First and foremost, diagnostic and trait-level ADHD were robustly linked to higher levels of reactivity and dysregulation of anger across informants. The findings are in line with our hypotheses and with recent research showing that irritability and anger may play an important role in ADHD [30, 33]. Indeed, recent profiling of subgroups in children aged 7–12 years with a diagnosis of ADHD indicated that anger in particular may predict a worse clinical prognosis [30]. Further aligned with our hypothesis were the significant associations of both diagnostic ADHD and trait-level ADHD with exuberance, although these observations were not as robust. The associations varied across groups, where diagnostic ADHD was related to dysregulation of exuberance, but not reactivity, a result inconsistent with our initial hypothesis. Conversely, others have found a stronger link between elevated positive emotional reactivity and diagnostic ADHD compared to other clinical groups [34]. As Okado and colleagues [34] considered a wider range of positive emotions, it is possible that our narrower focus on exuberance may not be as indicative for ADHD. Alternatively, dysregulation of exuberance may be a more prominent characteristic than having elevated exuberance reactivity for the ADHD population, at least when compared to typically developing controls. Moreover, our measure of exuberance reactivity had lower inter-item correlations within the diagnostic cohort compared to the referred cohort, suggesting potential methodological problems. Thus, further investigating positive emotions in ADHD is necessary, while also increasing precision by specifying the conceptualizations of exuberance and other similar constructs.
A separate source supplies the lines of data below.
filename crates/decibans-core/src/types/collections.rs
//! Re-exports of performance-oriented collection types.

pub use rustc_hash::{FxHashMap, FxHashSet};
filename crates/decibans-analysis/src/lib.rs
//! Bayesian evidence utilities.
//!
//! Pure functions over `f64`: probability↔odds, Bayes factors and posterior
//! odds, decibans, additive smoothing, and Jeffreys-scale interpretation,
//! plus a first-occurrence summary over sequences.
//!
//! All arithmetic is native double precision. Conversions are guaranteed
//! only within [`decibans_core::constants::DEFAULT_TOLERANCE`], never bit-exact.

pub mod evidence;
pub mod novelty;
pub mod odds;
pub mod smoothing;

pub use decibans_core::errors::{DomainError, DomainResult};
pub use evidence::{interpret, interpret_decibans, EvidenceStrength};
pub use novelty::{novelty, NoveltyColumn, NoveltyRow, NoveltyTable};
pub use odds::bayes::{factor, posterior_odds};
pub use odds::decibans::{decibans, decibans_to_odds};
pub use odds::{odds_to_probability, probability_to_odds};
pub use smoothing::{credible_interval, laplace_smooth, Smoother, SmoothingPrior};
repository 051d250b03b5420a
//! Jeffreys-scale interpretation of Bayes factors.

pub mod types;

pub use types::EvidenceStrength;

use decibans_core::constants::{BARELY_WORTH_MENTIONING_MAX, STRONG_MAX, SUBSTANTIAL_MAX};
use decibans_core::errors::{DomainError, DomainResult};

use crate::odds::decibans::decibans_to_odds;

/// Interpret the strength of evidence for a Bayes factor.
///
/// Brackets are closed on their upper end: 3.2 is still "barely worth
/// mentioning", 3.3 is "substantial".
///
/// # Errors
/// - `NonPositiveFactor` if `factor <= 0` or NaN.
///
/// # Examples
/// ```
/// use decibans_analysis::{interpret, EvidenceStrength};
/// assert_eq!(interpret(1.0).unwrap(), EvidenceStrength::Equal);
/// assert_eq!(interpret(20.0).unwrap().description(), "Evidence is strong.");
/// ```
pub fn interpret(factor: f64) -> DomainResult<EvidenceStrength> {
    let strength = if factor > 0.0 && factor < 1.0 {
        EvidenceStrength::SupportsAlternative
    } else if factor == 1.0 {
        EvidenceStrength::Equal
    } else if factor > 1.0 && factor <= BARELY_WORTH_MENTIONING_MAX {
        EvidenceStrength::BarelyWorthMentioning
    } else if factor > BARELY_WORTH_MENTIONING_MAX && factor <= SUBSTANTIAL_MAX {
        EvidenceStrength::Substantial
    } else if factor > SUBSTANTIAL_MAX && factor <= STRONG_MAX {
        EvidenceStrength::Strong
    } else if factor > STRONG_MAX {
        EvidenceStrength::Decisive
    } else {
        tracing::debug!(factor, "cannot interpret non-positive factor");
        return Err(DomainError::NonPositiveFactor { factor });
    };
    Ok(strength)
}

/// Interpret evidence expressed in decibans.
///
/// Every real deciban value maps to a positive factor, so this only fails
/// for NaN or for values so negative the factor underflows to zero.
pub fn interpret_decibans(db: f64) -> DomainResult<EvidenceStrength> {
    interpret(decibans_to_odds(db))
}
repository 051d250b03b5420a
//! Tracing initialization.

use std::sync::Once;

use tracing_subscriber::{fmt, prelude::*, EnvFilter};

static INIT: Once = Once::new();

/// Environment variable holding the log filter directives.
pub const LOG_ENV_VAR: &str = "DECIBANS_LOG";

/// Default filter used when `DECIBANS_LOG` is unset or unparsable.
pub const DEFAULT_FILTER: &str = "decibans=info";

/// Initialize the decibans tracing subscriber.
///
/// Reads `DECIBANS_LOG` for filter directives, e.g.
/// `DECIBANS_LOG=decibans_analysis=debug`. Falls back to `decibans=info`.
///
/// Idempotent. If another global subscriber is already installed the call
/// leaves it in place.
pub fn init_tracing() {
    INIT.call_once(|| {
        let filter = EnvFilter::try_from_env(LOG_ENV_VAR)
            .unwrap_or_else(|_| EnvFilter::new(DEFAULT_FILTER));

        let _ = tracing_subscriber::registry()
            .with(
                fmt::layer()
                    .with_target(true)
                    .with_file(true)
                    .with_line_number(true),
            )
            .with(filter)
            .try_init();
    });
}
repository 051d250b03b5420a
//! Deciban conversions: `10 · log10(odds)` and back.

use decibans_core::constants::DECIBANS_PER_DECADE;
use decibans_core::errors::{DomainError, DomainResult};

/// Express odds on to one in decibans.
///
/// # Errors
/// - `NonPositiveOdds` if `odds <= 0` or NaN.
///
/// # Examples
/// ```
/// use decibans_analysis::decibans;
/// assert!((decibans(100.0).unwrap() - 20.0).abs() < 1e-12);
/// ```
pub fn decibans(odds: f64) -> DomainResult<f64> {
    if odds.is_nan() || odds <= 0.0 {
        tracing::debug!(odds, "decibans of non-positive odds");
        return Err(DomainError::NonPositiveOdds { odds });
    }
    Ok(DECIBANS_PER_DECADE * odds.log10())
}

/// Convert decibans to odds on to one: `10^(db / 10)`.
///
/// Defined for every real `db`; the result is always positive (it may
/// underflow to 0 or overflow to infinity at the extremes of `f64`).
pub fn decibans_to_odds(db: f64) -> f64 {
    10f64.powf(db / DECIBANS_PER_DECADE)
}
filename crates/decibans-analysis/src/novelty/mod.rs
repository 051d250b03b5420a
//! Novelty: first occurrence of each distinct item in a sequence.

pub mod types;

pub use types::{NoveltyColumn, NoveltyRow, NoveltyTable, COLUMNS};

use std::hash::Hash;

use decibans_core::types::collections::FxHashMap;

/// Summarize the first occurrence of every distinct item in `items`.
///
/// `items` is taken to be in order of occurrence. Rows come out sorted by
/// `first_index`; an empty input yields an empty table.
///
/// Single pass: a map from item to row index buckets repeat occurrences.
///
/// # Examples
/// ```
/// use decibans_analysis::novelty;
/// let table = novelty(&["a", "b", "a", "c", "b"]);
/// let c = table.get(&"c").unwrap();
/// assert_eq!((c.first_index, c.frequency, c.running_total), (3, 1, 3));
/// ```
pub fn novelty<T>(items: &[T]) -> NoveltyTable<T>
where
    T: Eq + Hash + Clone,
{
    let mut seen: FxHashMap<&T, usize> = FxHashMap::default();
    let mut rows: Vec<NoveltyRow<T>> = Vec::new();

    for (index, item) in items.iter().enumerate() {
        if let Some(&row_idx) = seen.get(item) {
            rows[row_idx].frequency += 1;
        } else {
            let row_idx = rows.len();
            seen.insert(item, row_idx);
            rows.push(NoveltyRow {
                item: item.clone(),
                first_index: index,
                frequency: 1,
                running_total: row_idx + 1,
            });
        }
    }

    tracing::debug!(items = items.len(), distinct = rows.len(), "novelty summary");
    NoveltyTable::from_rows(rows)
}
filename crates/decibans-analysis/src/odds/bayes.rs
//! Bayes factor and posterior odds.

use decibans_core::errors::{DomainError, DomainResult};

/// Bayes factor `K = P(obs | H) / P(obs | ¬H)`.
///
/// `p_obs_true`: probability of the observation if the hypothesis is true.
/// `p_obs_false`: probability of the observation if it is false.
///
/// # Errors
/// - `ZeroLikelihood` if `p_obs_false == 0`.
pub fn factor(p_obs_true: f64, p_obs_false: f64) -> DomainResult<f64> {
    if p_obs_false == 0.0 {
        tracing::debug!(p_obs_true, "zero likelihood under the alternative");
        return Err(DomainError::ZeroLikelihood);
    }
    Ok(p_obs_true / p_obs_false)
}

/// Posterior odds from prior odds and the two observation likelihoods.
///
/// Returns `(K, prior_odds * K)` where `K` is the Bayes [`factor`].
/// Only the factor's own validation applies.
///
/// # Examples
/// ```
/// use decibans_analysis::posterior_odds;
/// let (k, post) = posterior_odds(2.0, 0.6, 0.5).unwrap();
/// assert!((k - 1.2).abs() < 1e-12);
/// assert!((post - 2.4).abs() < 1e-12);
/// ```
pub fn posterior_odds(prior_odds: f64, p_obs_true: f64, p_obs_false: f64) -> DomainResult<(f64, f64)> {
    let k = factor(p_obs_true, p_obs_false)?;
    Ok((k, prior_odds * k))
}

#[cfg(test)]
mod tests {
    use super::*;

    #[test]
    fn test_factor() {
        assert!((factor(0.6, 0.5).unwrap() - 1.2).abs() < 1e-12);
        assert_eq!(factor(0.0, 0.5).unwrap(), 0.0);
    }

    #[test]
    fn test_factor_zero_denominator() {
        assert_eq!(factor(0.6, 0.0), Err(DomainError::ZeroLikelihood));
    }

    #[test]
    fn test_posterior_propagates_factor_error() {
        assert_eq!(
            posterior_odds(2.0, 0.6, 0.0),
            Err(DomainError::ZeroLikelihood)
        );
    }

    #[test]
    fn test_posterior_does_not_validate_prior() {
        // Negative prior odds pass through; only the factor is checked.
        let (k, post) = posterior_odds(-1.0, 0.5, 0.25).unwrap();
        assert_eq!(k, 2.0);
        assert_eq!(post, -2.0);
    }
}
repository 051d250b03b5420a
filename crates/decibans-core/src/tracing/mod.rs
//! Observability for decibans.
//! `tracing` crate with `EnvFilter`, configured through `DECIBANS_LOG`.

pub mod setup;

pub use setup::init_tracing;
The relation between ADHD and sadness, and fear, paints a more ambiguous picture. Diagnostic ADHD was related to elevated reactivity of sadness and fear, as well as fear dysregulation, whereas trait-level ADHD was not related to any measures of sadness or fear. Conversely, previous research suggests that trait-level ADHD is associated with reactivity (but not dysregulation) of fear and sadness in non-clinical children [7]. However, the authors did not adjust for other psychiatric symptoms, which may act as potential confounders. Interestingly, in the referred cohort, depressive symptoms were associated with higher reactivity and lower dysregulation of sadness, whereas anxiety was only positively related to sadness reactivity. Further, anxiety was uniquely related to increased fear reactivity. Additionally, caregiver reports suggest that autism traits are associated with increased sadness reactivity and conduct problems with lower sadness regulation. Possibly, co-occurring psychiatric traits and symptoms may partly account for the relation between diagnostic ADHD and reactivity and regulation of sadness and fear. While post-hoc analyses indicate that results largely remained consistent after accounting for co-occurring anxiety and depression, these findings must be interpreted with caution, given that the co-occurring conditions were based on caregiver reports. Nonetheless, our findings highlight the need for greater specificity in the field and to include co-occurring psychiatric symptoms when investigating emotional difficulties in ADHD. It may also be vital to refine comorbidity measures. Combining anxiety and depressive symptoms into a broader internalizing construct, as often done, may not be advisable, as our results suggest this could mask distinct associations.
Females displayed higher intensity and frequency, but not regulation, of sadness, fear and anger in the diagnostic cohort. This finding may reflect gender differences in emotional awareness and expression, as adolescent females have been reported to express emotions to a greater extent than males [61], possibly aligning with socialization theories suggesting that girls are expected to be more emotionally expressive than boys [62]. In the Swedish context, where gender equality and emotional openness may be culturally emphasized, such differences might be somewhat attenuated, yet traditional gender norms could still influence how boys and girls are encouraged to express emotions. Such sex differences were not reflected in the fully adjusted model of the referred cohort. Possibly, these mixed findings could partly be explained by co-occurring psychiatric traits. Alternatively, since the referred cohort had a very high percentage of females (78.8%), sex-related effects could be more difficult to discern. The association between diagnostic and trait-level ADHD with emotional reactivity and regulation was similar for both females and males, which reflect previous research [23, 45]. To further disentangle sex-related effects and developmental patterns, it seems important to simultaneously examine these factors alongside co-occurring psychiatric traits. Age was not related to emotional reactivity or regulation which is a surprising finding given that childhood and adolescence are periods with an increase in negative emotions, alongside a transition to more internal regulatory skills. At the same time, previous findings om emotion regulation during these periods have been mixed, where both reactivity and regulation may be affected by different emotions and where the association with age may not be linear [26]. It should also be noted that the present study included a relatively small sample with a limited age range, which may have reduced the ability to detect more subtle or non-linear age effects. Future research should include larger samples during specific developmental periods in order to investigate how reactivity and regulation of emotions may differ for various age groups.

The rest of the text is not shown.